The reason you have heard so much about the power factor when it comes to hog hunting is the location of the vitals. On deer, you can aim behind the shoulder and still hit the heart and both lungs; with hogs, you have to shoot _through_ the shoulder to hit the heart, and that means lots of heavy bone and muscle, hence the need for a bigger gun when going for that shot.

I'm not saying I wouldn't use a .357 Magnum if I had one, but I'm a little over a year away from being able to legally own one, and even then, the .22's I get are quite a bit cheaper than Magnum loads. But I am, however, fully confident in the ability of my chosen load to humanely take down a feral hog, or I would never even consider it.

Don't forget, guys, I'm still looking for 9mm stories, hints, etc!


----------



## 3006SHOOTER (Mar 6, 2006)

Hey man. I don't have one of those guns. I shoot 30-06 Winchester. I love that gun. I shoot coyotes, deer, hogs, etc... This is a all around gun. But the gun you chose is nice to. I just like mine. My buddy uses a 270 Savage for coyotes, deer, hogs, etc... But you can use what you want. Happy Hunting and Best of luck.

3006SHOOTER :sniper:


----------



## Gohon (Feb 14, 2005)

Cleankill, what gun do you plan to use the Aguila Sniper SubSonic loads in? Reason I asked is every 22 I've shot then in they key holed at 30 yards. Not all rounds but the majority of them. Seems I heard you need a fast rate of twist to make these rounds really work.


----------



## Cleankill47 (Jan 19, 2006)

Gohon, I'll be using them in my Henry Lever model H001. They are pretty accurate, and the 18.5 inch barrel seems to stabilize them pretty well. I won't be shooting any hogs at 30 yards, though, so I'm not worried about that. The longest shot I will take will most likely be around twenty feet.

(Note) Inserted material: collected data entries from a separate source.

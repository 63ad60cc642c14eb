use super::types::{TokenClass, WordDiffToken};

/// Split into alternating runs of whitespace and non-whitespace, so the
/// concatenation of the tokens reconstructs the input exactly.
fn split_tokens(s: &str) -> Vec<&str> {
    let mut tokens = Vec::new();
    let mut start = 0;
    let mut prev_is_ws = None;

    for (i, ch) in s.char_indices() {
        let is_ws = ch.is_whitespace();
        if let Some(prev) = prev_is_ws
            && prev != is_ws
        {
            tokens.push(&s[start..i]);
            start = i;
        }
        prev_is_ws = Some(is_ws);
    }
    if start < s.len() {
        tokens.push(&s[start..]);
    }
    tokens
}

/// Word-level diff between two strings, compared position by position.
///
/// A token that changed at the same position comes out as a removed/added
/// replacement pair; tokens past the shorter string's end are pure additions
/// or removals. There is no re-alignment after a word is inserted in the
/// middle, so the tail of such a line reads as a run of replacements.
pub fn diff_text(old: &str, new: &str) -> Vec<WordDiffToken> {
    let old_tokens = split_tokens(old);
    let new_tokens = split_tokens(new);
    let max = old_tokens.len().max(new_tokens.len());
    let mut out = Vec::with_capacity(max);

    for i in 0..max {
        match (old_tokens.get(i), new_tokens.get(i)) {
            (Some(o), Some(n)) if o == n => {
                out.push(WordDiffToken::new(*n, TokenClass::Unchanged));
            }
            (Some(o), Some(n)) => {
                out.push(WordDiffToken::new(*o, TokenClass::Removed));
                out.push(WordDiffToken::new(*n, TokenClass::Added));
            }
            (None, Some(n)) => out.push(WordDiffToken::new(*n, TokenClass::Added)),
            (Some(o), None) => out.push(WordDiffToken::new(*o, TokenClass::Removed)),
            (None, None) => {}
        }
    }
    out
}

The 9mm Luger round I referred to is also called 9mm Parabellum, if that helps anyone.

Don't forget, people, I'm still looking for 9mm hog stuff!

:sniper:


----------



## Bore.224 (Mar 23, 2005)

Well I dont know never shot a hog but if you think a 60 grn slug from a 22 lr will do it , a 115 FMJ 9mm Luger behind the ear should work even better!!! Sorry biggest animal I ever shot with the 9mm was a Raccoon worked good for that!!


----------



## Mojo^ (Oct 15, 2006)

Cleankill47 said:


> Don't forget, people, I'm still looking for 9mm hog stuff!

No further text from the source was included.